Её я не помнил, вернее – не знал. Они разошлись, когда мне было два года. Почему и как? – не мне их судить.
…Отец завернул спящего сладким сном мальчугана в длинную, оставшуюся с войны, грубую солдатскую шинель /в ней он ходил лет шесть/, взял старый картонный, обтянутый дерматином, светло-коричневый чемодан с блестящими железными уголками, и уехал…
Скитались мы долго, не задерживаясь в одном городе более полутора-двух лет. Отец работал в театрах, а я – взрослел, по-детски жадно впитывая особый дух театрального бытия.
Жизнь вдвоём налагала на каждого из нас определённые обязанности…
В три с половиной года я научился стирать свои вещи – трусики, маечки, носочки… Часто, чтобы сделать приятное отцу, он приходил с работы уставший и хмурый, я стирал и его бельё…
Развешанное в комнате на спинках стульев, на батарее, на краешке стола, плохо отжатое, отчего на полу накапывало порядочные лужи, оно, конечно, вызывало у отца улыбку и, как он потом вспоминал, рождало щемящее чувство вины за моё столь раннее повзросление.
На стуле у батареи, плотно обёрнутая полотенцами, обязательно стояла кастрюлька с разогретым ужином, а сам маленький хозяин, свернувшись комочком, мирно посапывал в постельке, накрывшись одеяльцем с головой.
Отец подходил ко мне, приоткрывал золотистую кучерявую головку и долго, стоя на коленях, целовал и гладил мягкие колечки волос…

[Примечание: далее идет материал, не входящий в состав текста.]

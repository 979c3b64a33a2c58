//! Core types for the barquet OHLCV bar store.
//!
//! This crate provides the fundamental data structures used throughout
//! barquet:
//!
//! - [`Tick`] - A single price tick with timestamp, ask, bid, and volumes
//! - [`RawTick`] - Raw tick from bi5 binary format before price normalization
//! - [`Bar`] - An OHLCV bar on a fixed calendar grid
//! - [`Timeframe`] - Bar series granularity
//! - [`DateRange`] - Date range for an update or read

#![doc = include_str!("../README.md")]
#![doc(issue_tracker_base_url = "https://github.com/factordynamics/barquet/issues/")]
#![cfg_attr(docsrs, feature(doc_cfg, doc_auto_cfg))]
#![warn(missing_docs)]
#![forbid(unsafe_code)]

mod bar;
mod date_range;
mod error;
mod tick;
mod timeframe;

pub use bar::{Bar, NaiveBar};
pub use date_range::{DateRange, HourIterator, MonthIterator};
pub use error::{BarquetError, DateRangeError, Result};
pub use tick::{RawTick, Tick};
pub use timeframe::{Timeframe, TimeframeParseError};
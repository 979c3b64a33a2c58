//! The incremental update coordinator.

use chrono::{DateTime, Datelike, TimeDelta, TimeZone, Utc};
use std::collections::BTreeMap;
use tracing::{debug, info};

use barquet_aggregate::{MinuteBarBuilder, VolumePolicy, resample};
use barquet_source::{HourOutcome, TickSource};
use barquet_store::PartitionStore;
use barquet_types::{Bar, DateRange, Result, Timeframe};

use crate::{Diagnostic, RunReport};

/// Parameters of one update run.
#[derive(Debug, Clone)]
pub struct UpdateRequest {
    /// Asset to update.
    pub asset: String,
    /// Timeframes to build and store, each written independently.
    pub timeframes: Vec<Timeframe>,
    /// Date range to process, ascending.
    pub range: DateRange,
    /// How minute-bar volume is derived.
    pub volume_policy: VolumePolicy,
    /// Start from the newest stored 1-minute bar instead of the range
    /// start when the store already has newer data.
    pub resume: bool,
}

impl UpdateRequest {
    /// Creates a request with the default volume policy and no resume.
    #[must_use]
    pub const fn new(asset: String, timeframes: Vec<Timeframe>, range: DateRange) -> Self {
        Self {
            asset,
            timeframes,
            range,
            volume_policy: VolumePolicy::TickCount,
            resume: false,
        }
    }

    /// Sets the volume policy.
    #[must_use]
    pub const fn with_volume_policy(mut self, policy: VolumePolicy) -> Self {
        self.volume_policy = policy;
        self
    }

    /// Enables resume-from-latest.
    #[must_use]
    pub const fn with_resume(mut self, resume: bool) -> Self {
        self.resume = resume;
        self
    }
}

/// Drives a full update run: acquisition, minute aggregation, resampling,
/// and partition merges, in ascending hour order.
///
/// Memory stays bounded: at most one hour of raw ticks and one calendar
/// month of minute bars are held at a time. The minute buffer is flushed
/// to every requested timeframe when the month rolls over; month
/// boundaries sit on every supported timeframe's grid, so per-month
/// resampling equals whole-range resampling.
///
/// Re-running over the same or an overlapping range is idempotent because
/// the store's dedup-and-sort merge normalizes whatever order bars arrive
/// in.
#[derive(Debug)]
pub struct UpdateCoordinator<S> {
    source: S,
    store: PartitionStore,
}
//! The partition store: incremental merge writes and selective reads.

use chrono::{DateTime, Utc};
use std::collections::BTreeMap;
use std::path::{Path, PathBuf};
use tempfile::NamedTempFile;
use tracing::{debug, warn};

use barquet_types::{Bar, BarquetError, DateRangeError, MonthIterator, NaiveBar, Result, Timeframe};

use crate::{PartitionKey, codec};

/// Outcome of one `write_bars` call.
///
/// Failures are isolated per partition: a corrupt existing file fails
/// only that partition's merge, and the rest of the call proceeds.
#[derive(Debug, Default)]
pub struct WriteReport {
    /// Total bars present in the partitions written (after merge).
    pub bars_written: usize,
    /// Number of partition files replaced.
    pub partitions_written: usize,
    /// Partitions whose merge failed.
    pub failures: Vec<PartitionFailure>,
}

impl WriteReport {
    /// Returns true if every touched partition was written.
    #[must_use]
    pub const fn is_complete(&self) -> bool {
        self.failures.is_empty()
    }
}

/// A single partition merge that failed.
#[derive(Debug)]
pub struct PartitionFailure {
    /// The partition that failed.
    pub key: PartitionKey,
    /// Path of the partition file.
    pub path: PathBuf,
    /// Why the merge failed.
    pub reason: String,
}

/// Owns the on-disk partition tree.
///
/// All access to partition files goes through this type; callers never
/// touch the tree directly, which is what upholds the atomic-replace and
/// partition-isolation invariants. One writer per partition key per
/// process is assumed; cross-process writers are out of scope.
#[derive(Debug, Clone)]
pub struct PartitionStore {
    root: PathBuf,
}

impl PartitionStore {
    /// Creates a store rooted at `root`. The directory is created lazily
    /// on first write.
    #[must_use]
    pub fn new(root: impl Into<PathBuf>) -> Self {
        Self { root: root.into() }
    }

    /// Returns the tree root.
    #[must_use]
    pub fn root(&self) -> &Path {
        &self.root
    }

    /// Merges `new_bars` into the partitions they belong to.
    ///
    /// Bars are grouped by [`PartitionKey`]; for each key touched the
    /// existing partition (if any) is loaded, the union is deduplicated
    /// by datetime with new bars winning on collision, sorted ascending,
    /// and written back via temp-file-then-rename so readers never see a
    /// partial file. Partitions whose key is not touched are never
    /// opened.
    ///
    /// # Errors
    ///
    /// Only infallible-input errors surface here; per-partition failures
    /// are reported in the [`WriteReport`] instead.
    pub fn write_bars(
        &self,
        asset: &str,
        timeframe: Timeframe,
        new_bars: &[Bar],
    ) -> Result<WriteReport> {
        let mut by_key: BTreeMap<PartitionKey, Vec<Bar>> = BTreeMap::new();
        for bar in new_bars {
            by_key
                .entry(PartitionKey::for_datetime(asset, timeframe, bar.datetime))
                .or_default()
                .push(*bar);
        }

        let mut report = WriteReport::default();
        for (key, bars) in by_key {
            let path = key.path(&self.root);
            match self.merge_partition(&path, &bars) {
                Ok(total) => {
                    report.bars_written += total;
                    report.partitions_written += 1;
                    debug!(%key, total, "partition written");
                }
                Err(e) => {
                    warn!(%key, path = %path.display(), "partition write failed: {e}");
                    report.failures.push(PartitionFailure {
                        key,
                        path,
                        reason: e.to_string(),
                    });
                }
            }
        }
        Ok(report)
    }

    /// Merges one partition and atomically replaces its file.
    fn merge_partition(&self, path: &Path, new_bars: &[Bar]) -> Result<usize> {
        let existing = if path.exists() {
            codec::read_bars(path).map_err(|e| BarquetError::CorruptPartition {
                path: path.to_path_buf(),
                reason: e.to_string(),
            })?
        } else {
            Vec::new()
        };

        // Dedup by datetime, new bar wins, ascending order.
        let mut merged: BTreeMap<DateTime<Utc>, Bar> = BTreeMap::new();
        for bar in existing.iter().chain(new_bars) {
            merged.insert(bar.datetime, *bar);
        }
        let merged: Vec<Bar> = merged.into_values().collect();

        let dir = path.parent().expect("partition path has a parent");
        std::fs::create_dir_all(dir)?;

        let mut temp = NamedTempFile::new_in(dir)?;
        codec::write_bars(&merged, &mut temp)?;
        temp.persist(path)
            .map_err(|e| BarquetError::Io(e.error))?;

        Ok(merged.len())
    }

    /// Reads all bars with datetimes in `[start, end]`, ascending.
    ///
    /// Resolves the minimal set of partitions whose month intersects the
    /// range and opens exactly those; months wholly outside the range are
    /// never touched. A series that does not exist yet yields an empty
    /// result, not an error.
    ///
    /// # Errors
    ///
    /// Returns `InvalidReadRange` (before any I/O) if `end < start`, or
    /// `CorruptPartition` if a resolved partition cannot be decoded.
    pub fn read_bars(
        &self,
        asset: &str,
        timeframe: Timeframe,
        start: DateTime<Utc>,
        end: DateTime<Utc>,
    ) -> Result<Vec<Bar>> {
        if end < start {
            return Err(DateRangeError::InvalidReadRange { start, end }.into());
        }

        let series_dir = PartitionKey::series_dir(&self.root, asset, timeframe);
        if !series_dir.exists() {
            return Ok(Vec::new());
        }

        let mut bars = Vec::new();
        for (year, month) in MonthIterator::from_timestamps(start, end) {
            let path = PartitionKey::new(asset, timeframe, year, month).path(&self.root);
            if !path.exists() {
                continue;
            }
            let partition =
                codec::read_bars(&path).map_err(|e| BarquetError::CorruptPartition {
                    path: path.clone(),
                    reason: e.to_string(),
                })?;
            bars.extend(
                partition
                    .into_iter()
                    .filter(|b| b.datetime >= start && b.datetime <= end),
            );
        }

        // Partition files are individually sorted and months are visited
        // ascending, so this is a no-op unless an external writer broke
        // the layout.
        bars.sort_by_key(|b| b.datetime);
        Ok(bars)
    }

    /// Reads bars like [`Self::read_bars`] and strips the UTC timezone
    /// metadata for downstream consumers.
    ///
    /// # Errors
    ///
    /// Same as [`Self::read_bars`].
    pub fn read_bars_naive(
        &self,
        asset: &str,
        timeframe: Timeframe,
        start: DateTime<Utc>,
        end: DateTime<Utc>,
    ) -> Result<Vec<NaiveBar>> {
        Ok(self
            .read_bars(asset, timeframe, start, end)?
            .into_iter()
            .map(NaiveBar::from)
            .collect())
    }

    /// Returns the datetime of the newest stored bar for a series, or
    /// `None` if no partition exists yet.
    ///
    /// Only the newest month's partition is opened.
    ///
    /// # Errors
    ///
    /// Returns `CorruptPartition` if the newest partition cannot be
    /// decoded.
    pub fn last_timestamp(
        &self,
        asset: &str,
        timeframe: Timeframe,
    ) -> Result<Option<DateTime<Utc>>> {
        let series_dir = PartitionKey::series_dir(&self.root, asset, timeframe);

        let Some(year_dir) = newest_subdir(&series_dir, "year=")? else {
            return Ok(None);
        };
        let Some(month_dir) = newest_subdir(&year_dir, "month=")? else {
            return Ok(None);
        };

        let path = month_dir.join(PartitionKey::FILE_NAME);
        if !path.exists() {
            return Ok(None);
        }

        let bars = codec::read_bars(&path).map_err(|e| BarquetError::CorruptPartition {
            path: path.clone(),
            reason: e.to_string(),
        })?;
        Ok(bars.iter().map(|b| b.datetime).max())
    }
}

/// Returns the lexicographically last subdirectory with the given prefix.
///
/// Partition path components are zero-padded, so lexicographic order is
/// chronological order.
fn newest_subdir(dir: &Path, prefix: &str) -> Result<Option<PathBuf>> {
    if !dir.exists() {
        return Ok(None);
    }

    let mut subdirs: Vec<PathBuf> = std::fs::read_dir(dir)?
        .filter_map(std::io::Result::ok)
        .map(|entry| entry.path())
        .filter(|path| {
            path.is_dir()
                && path
                    .file_name()
                    .and_then(|n| n.to_str())
                    .is_some_and(|n| n.starts_with(prefix))
        })
        .collect();
    subdirs.sort();
    Ok(subdirs.pop())
}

В пять лет я был полноправной «хозяйкой» наших коммунальных квартир.
С жильём тогда было плохо и театр, обычно, селил нас в одной из комнат 4-х или 5-ти комнатной квартиры. Артисты народ коммуникабельный, быстро заводят дружбу и также быстро её разрывают, обычно по каким-нибудь пустякам.
На соседей нам везло. За редким исключением все они были молодыми, весёлыми жизнелюбцами. Дом всегда был наполнен смехом, музыкой, на плите всегда что-нибудь да «убегало» и едкий дым с треском и шипением расползался по квартире, вызывая новые взвизги и бестолковую межкомнатную суетню.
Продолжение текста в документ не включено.